From 16fb65491c1a5079407990b851d553fae5a9afea Mon Sep 17 00:00:00 2001
From: Max <34987259+mparisi20@users.noreply.github.com>
Date: Sat, 4 Apr 2026 23:08:10 -0400
Subject: [PATCH 2/2] Fix a couple of bugs in PDB splits

- Check for and discard symbols in section 0.
  These symbols are either invalid or undefined.
- Get rid of the 'pseudo-module' concept, as it
  is unnecessary.
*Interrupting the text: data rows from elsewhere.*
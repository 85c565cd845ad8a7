use std::collections::hash_map::DefaultHasher;
use std::hash::{Hash, Hasher};

use ratatui::{
    style::{Color, Modifier, Style},
    text::Span,
};

use super::constants::{BLUE, CYAN, MAGENTA, YELLOW};

/// Map a string to a consistent color using hash-based mapping.
/// Integrations keep the same badge color across services and connections.
pub fn hash_to_color(input: &str) -> Color {
    const COLORS: &[Color] = &[
        BLUE,
        Color::Rgb(0x7f, 0xbb, 0xca),
        Color::Rgb(0x5a, 0x8f, 0xb0),
        MAGENTA,
        Color::Rgb(0xb5, 0x89, 0xd6),
        Color::Rgb(0x9d, 0x79, 0xd6),
        CYAN,
        Color::Rgb(0x6a, 0xa8, 0x9a),
        Color::Rgb(0xd6, 0x99, 0x78),
        Color::Rgb(0xc0, 0x85, 0x68),
        Color::Rgb(0xd6, 0x9c, 0xb8),
        Color::Rgb(0xa8, 0xa0, 0x78),
        Color::Rgb(0x7a, 0x8b, 0x99),
    ];

    let mut hasher = DefaultHasher::new();
    input.hash(&mut hasher);
    let hash = hasher.finish();

    #[allow(clippy::cast_possible_truncation)]
    COLORS[(hash as usize) % COLORS.len()]
}

/// Split `text` into spans, highlighting every case-insensitive occurrence of `search_term`.
pub fn highlight_search_text<'a>(
    text: &str,
    search_term: Option<&str>,
    base_color: Color,
) -> Vec<Span<'a>> {
    let base = Style::default().fg(base_color);
    let needle = search_term.map(str::trim).unwrap_or_default().to_lowercase();
    if needle.is_empty() {
        return vec![Span::styled(text.to_string(), base)];
    }

    let highlight = Style::default()
        .fg(Color::Black)
        .bg(YELLOW)
        .add_modifier(Modifier::BOLD);

    // Lowercasing can change byte lengths outside ASCII, so every byte of the
    // lowercased haystack remembers the bounds of the char it came from
    let mut haystack = String::with_capacity(text.len());
    let mut origins: Vec<(usize, usize)> = Vec::with_capacity(text.len());
    for (start, c) in text.char_indices() {
        let end = start + c.len_utf8();
        for lower in c.to_lowercase() {
            haystack.push(lower);
            origins.extend(std::iter::repeat_n((start, end), lower.len_utf8()));
        }
    }

    let mut spans = vec![];
    let mut last = 0;
    for (idx, matched) in haystack.match_indices(&needle) {
        let start = origins[idx].0;
        let end = origins[idx + matched.len() - 1].1;
        // Two matches inside one expanded char
        if start < last {
            continue;
        }
        if start > last {
            spans.push(Span::styled(text[last..start].to_string(), base));
        }
        spans.push(Span::styled(text[start..end].to_string(), highlight));
        last = end;
    }
    if last < text.len() {
        spans.push(Span::styled(text[last..].to_string(), base));
    }
    spans
}

/// Short letter badge standing in for an integration's image icon
pub fn icon_badge<'a>(name: &str) -> Span<'a> {
    let initials: String = name
        .split_whitespace()
        .filter_map(|word| word.chars().next())
        .take(2)
        .collect::<String>()
        .to_uppercase();
    let label = if initials.is_empty() { "?".to_string() } else { initials };
    Span::styled(
        format!(" {label:<2} "),
        Style::default()
            .fg(Color::Black)
            .bg(hash_to_color(name))
            .add_modifier(Modifier::BOLD),
    )
}
use ratatui::buffer::Buffer;
use ratatui::layout::{Alignment, Constraint, Flex, Layout, Rect};
use ratatui::style::{Color, Modifier, Style};
use ratatui::text::{Line, Span, Text};
use ratatui::widgets::{Block, BorderType, Borders, Paragraph, Widget};

use crate::app::events::custom::LinkrsEvent;
use crate::app::worker::WorkerMessage;
use crate::ui::constants::DEFAULT_STYLE;

use super::Model;

pub const MAINTENANCE_TITLE: &str = "Under Maintenance";
pub const MAINTENANCE_MESSAGE: &str = "This page is currently being updated.";

/// Placeholder for settings pages that are not available yet
#[derive(Default)]
pub struct MaintenanceModel {
    pub page_title: String,
}

impl MaintenanceModel {
    pub fn open(&mut self, page_title: String) {
        self.page_title = page_title;
    }
}

impl Model for MaintenanceModel {
    fn update(&mut self, event: &LinkrsEvent) -> (Option<LinkrsEvent>, Vec<WorkerMessage>) {
        (Some(event.clone()), vec![])
    }
}

impl Widget for &mut MaintenanceModel {
    fn render(self, area: Rect, buf: &mut Buffer) {
        let block = Block::default()
            .border_type(BorderType::Rounded)
            .borders(Borders::ALL)
            .title(format!(" {} ", self.page_title))
            .title_bottom(Line::from(Span::styled(
                "Press <Esc> to go back",
                Style::default().fg(Color::DarkGray),
            )))
            .style(DEFAULT_STYLE);
        let inner = block.inner(area);
        block.render(area, buf);

        let [center] = Layout::vertical([Constraint::Length(5)])
            .flex(Flex::Center)
            .areas(inner);
        let text = Text::from(vec![
            Line::from(Span::styled("⚒", Style::default().fg(Color::Gray))),
            Line::from(""),
            Line::from(Span::styled(
                MAINTENANCE_TITLE,
                Style::default().add_modifier(Modifier::BOLD),
            )),
            Line::from(""),
            Line::from(Span::styled(
                MAINTENANCE_MESSAGE,
                Style::default().fg(Color::Gray),
            )),
        ]);
        Paragraph::new(text)
            .alignment(Alignment::Center)
            .render(center, buf);
    }
}
use std::sync::{Arc, Mutex};

use anyhow::Result;
use log::{debug, error, info};
use tokio::sync::mpsc::Receiver;

use crate::integrations::model::common::ConnectionId;
use crate::integrations::traits::IntegrationClient;

use super::state::App;

pub struct Worker {
    app: Arc<Mutex<App>>,
    rx: Receiver<WorkerMessage>,
    client: Arc<dyn IntegrationClient>,
}

#[derive(Debug, Clone, PartialEq)]
pub enum WorkerMessage {
    /// Fetch integration services and connections concurrently
    LoadPage,
    DeleteConnection {
        id: ConnectionId,
    },
}

impl Worker {
    pub fn new(
        app: Arc<Mutex<App>>,
        rx_worker: Receiver<WorkerMessage>,
        client: Arc<dyn IntegrationClient>,
    ) -> Self {
        Worker {
            app,
            rx: rx_worker,
            client,
        }
    }

    pub async fn process_message(&mut self, message: WorkerMessage) -> Result<()> {
        {
            let mut app = self.app.lock().unwrap();
            app.loading = true;
        }

        match message {
            WorkerMessage::LoadPage => {
                debug!("Loading integrations page from {}", self.client.base_url());
                let app = &self.app;
                let client = &self.client;

                // Each slot is filled as soon as its own request resolves
                let services = async {
                    let result = client.list_connectors().await;
                    app.lock().unwrap().integrations.services_loaded(result);
                };
                let connections = async {
                    let result = client.list_connections().await;
                    app.lock().unwrap().integrations.connections_loaded(result);
                };
                futures::join!(services, connections);
            }
            WorkerMessage::DeleteConnection { id } => {
                match self.client.delete_connection(&id).await {
                    Ok(()) => {
                        info!("Removed connection {id}");
                        let mut app = self.app.lock().unwrap();
                        app.integrations.delete_succeeded(&id);
                    }
                    Err(e) => {
                        error!("Failed to remove connection {id}: {e:#}");
                        let mut app = self.app.lock().unwrap();
                        app.integrations.delete_failed(&id, format!("{e:#}"));
                    }
                }
            }
        }

        let mut app = self.app.lock().unwrap();
        app.loading = false;
        Ok(())
    }

    pub async fn run(&mut self) -> Result<()> {
        while let Some(message) = self.rx.recv().await {
            self.process_message(message).await?;
        }
        debug!("Worker channel closed");
        Ok(())
    }
}

#[cfg(test)]
mod tests {
    use super::*;
    use crate::app::model::integrations::LoadState;
    use crate::integrations::client::create_client;
    use crate::integrations::config::LinkrsConfig;

    const CONNECTIONS_BODY: &str = r#"[
        {"id": 42, "integration": "Kafka", "name": "Orders stream", "source": "Carbon",
         "entity": "ABC Group Ltd", "interval": "Hourly", "icon": "kafka.png"},
        {"id": "pbi-7", "integration": "Power BI", "name": "Board pack", "source": "Manual",
         "entity": "ABC Group Ltd", "interval": "Daily", "icon": "powerbi.png"}
    ]"#;

    const CONNECTORS_BODY: &str = r#"[
        {"id": 1, "name": "Kafka", "description": "Real-time data streaming.", "icon": "kafka.png"}
    ]"#;

    fn worker_for(url: &str) -> (Worker, Arc<Mutex<App>>) {
        let config = LinkrsConfig::new();
        let app = Arc::new(Mutex::new(App::new(config.clone())));
        let client = create_client(&config, Some(url)).unwrap();
        let (_tx, rx) = tokio::sync::mpsc::channel(1);
        (Worker::new(app.clone(), rx, client), app)
    }

    fn connection_ids(app: &Arc<Mutex<App>>) -> Vec<ConnectionId> {
        let app = app.lock().unwrap();
        app.integrations
            .connections
            .loaded()
            .unwrap()
            .iter()
            .map(|c| c.id.clone())
            .collect()
    }

    #[tokio::test]
    async fn test_load_page_fills_both_slots() {
        let mut server = mockito::Server::new_async().await;
        let connectors = server
            .mock("GET", "/connectors")
            .with_status(200)
            .with_body(CONNECTORS_BODY)
            .create_async()
            .await;
        let connections = server
            .mock("GET", "/connections")
            .with_status(200)
            .with_body(CONNECTIONS_BODY)
            .create_async()
            .await;

        let (mut worker, app) = worker_for(&server.url());
        worker.process_message(WorkerMessage::LoadPage).await.unwrap();

        connectors.assert_async().await;
        connections.assert_async().await;
        let guard = app.lock().unwrap();
        assert_eq!(guard.integrations.services.loaded().unwrap().len(), 1);
        assert_eq!(guard.integrations.connections.loaded().unwrap().len(), 2);
        assert!(!guard.loading);
    }

    #[tokio::test]
    async fn test_load_page_with_failing_slot() {
        let mut server = mockito::Server::new_async().await;
        server
            .mock("GET", "/connectors")
            .with_status(500)
            .create_async()
            .await;
        server
            .mock("GET", "/connections")
            .with_status(200)
            .with_body(CONNECTIONS_BODY)
            .create_async()
            .await;

        let (mut worker, app) = worker_for(&server.url());
        worker.process_message(WorkerMessage::LoadPage).await.unwrap();

        let guard = app.lock().unwrap();
        assert!(matches!(guard.integrations.services, LoadState::Failed(_)));
        assert!(guard.integrations.connections.loaded().is_some());
        assert!(guard.integrations.page_error().is_some());
    }

    #[tokio::test]
    async fn test_delete_success_removes_connection() {
        let mut server = mockito::Server::new_async().await;
        server
            .mock("GET", "/connections")
            .with_status(200)
            .with_body(CONNECTIONS_BODY)
            .create_async()
            .await;
        server
            .mock("GET", "/connectors")
            .with_status(200)
            .with_body("[]")
            .create_async()
            .await;
        let delete = server
            .mock("DELETE", "/connections/42")
            .with_status(204)
            .create_async()
            .await;

        let (mut worker, app) = worker_for(&server.url());
        worker.process_message(WorkerMessage::LoadPage).await.unwrap();
        app.lock()
            .unwrap()
            .integrations
            .pending_deletes
            .insert(ConnectionId::Number(42));

        worker
            .process_message(WorkerMessage::DeleteConnection {
                id: ConnectionId::Number(42),
            })
            .await
            .unwrap();

        delete.assert_async().await;
        assert_eq!(connection_ids(&app), vec![ConnectionId::from("pbi-7")]);
        assert!(app.lock().unwrap().integrations.pending_deletes.is_empty());
    }

    #[tokio::test]
    async fn test_delete_failure_keeps_connection() {
        let mut server = mockito::Server::new_async().await;
        server
            .mock("GET", "/connections")
            .with_status(200)
            .with_body(CONNECTIONS_BODY)
            .create_async()
            .await;
        server
            .mock("GET", "/connectors")
            .with_status(200)
            .with_body("[]")
            .create_async()
            .await;
        server
            .mock("DELETE", "/connections/42")
            .with_status(500)
            .create_async()
            .await;

        let (mut worker, app) = worker_for(&server.url());
        worker.process_message(WorkerMessage::LoadPage).await.unwrap();
        worker
            .process_message(WorkerMessage::DeleteConnection {
                id: ConnectionId::Number(42),
            })
            .await
            .unwrap();

        assert_eq!(connection_ids(&app).len(), 2);
        let guard = app.lock().unwrap();
        assert!(guard.integrations.error_popup.is_some());
    }
}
Units in splits.txt can simply
  contain multiple splits for the same section
---
 src/obj/splits.rs |  4 ++-
 src/util/xpdb.rs  | 81 ++++++++++++-----------------------------------
 2 files changed, 24 insertions(+), 61 deletions(-)

diff --git a/src/obj/splits.rs b/src/obj/splits.rs
index 005ff2e6..cbdcce06 100644
--- a/src/obj/splits.rs
+++ b/src/obj/splits.rs
@@ -121,10 +121,12 @@ impl ObjSplits {
             .map_err(|_| anyhow!("Multiple splits for unit {} with rename {:?}", unit, rename))
     }
 
-    pub fn push(&mut self, address: u32, split: ObjSplit) {
+    /// Add the split, returning a mutable reference to it within the vector
+    pub fn push(&mut self, address: u32, split: ObjSplit) -> &mut ObjSplit {
         let out = self.splits.entry(address).or_default();
         out.push(split);
         out.sort_by_key(|s| s.end);
+        out.last_mut().unwrap()
     }
 
     pub fn remove(&mut self, address: u32) -> Option<Vec<ObjSplit>> { self.splits.remove(&address) }
diff --git a/src/util/xpdb.rs b/src/util/xpdb.rs
index c7dc8b0a..283dde01 100644
--- a/src/util/xpdb.rs
+++ b/src/util/xpdb.rs
@@ -64,23 +64,6 @@ fn to_virtual_address(
     section_addr_to_virtual_addr(section_addrs, &to_section_addr(pdbmap, pdb_offs))
 }
 
-/// Section contributions from a given module are not guaranteed to form
-/// a single, continuous block per group, as one might expect. This is the case
-/// at least for the .xidata group. The solution implemented here is to add
-/// "pseudo-modules" as needed to hold any additional, non-contiguous chunks.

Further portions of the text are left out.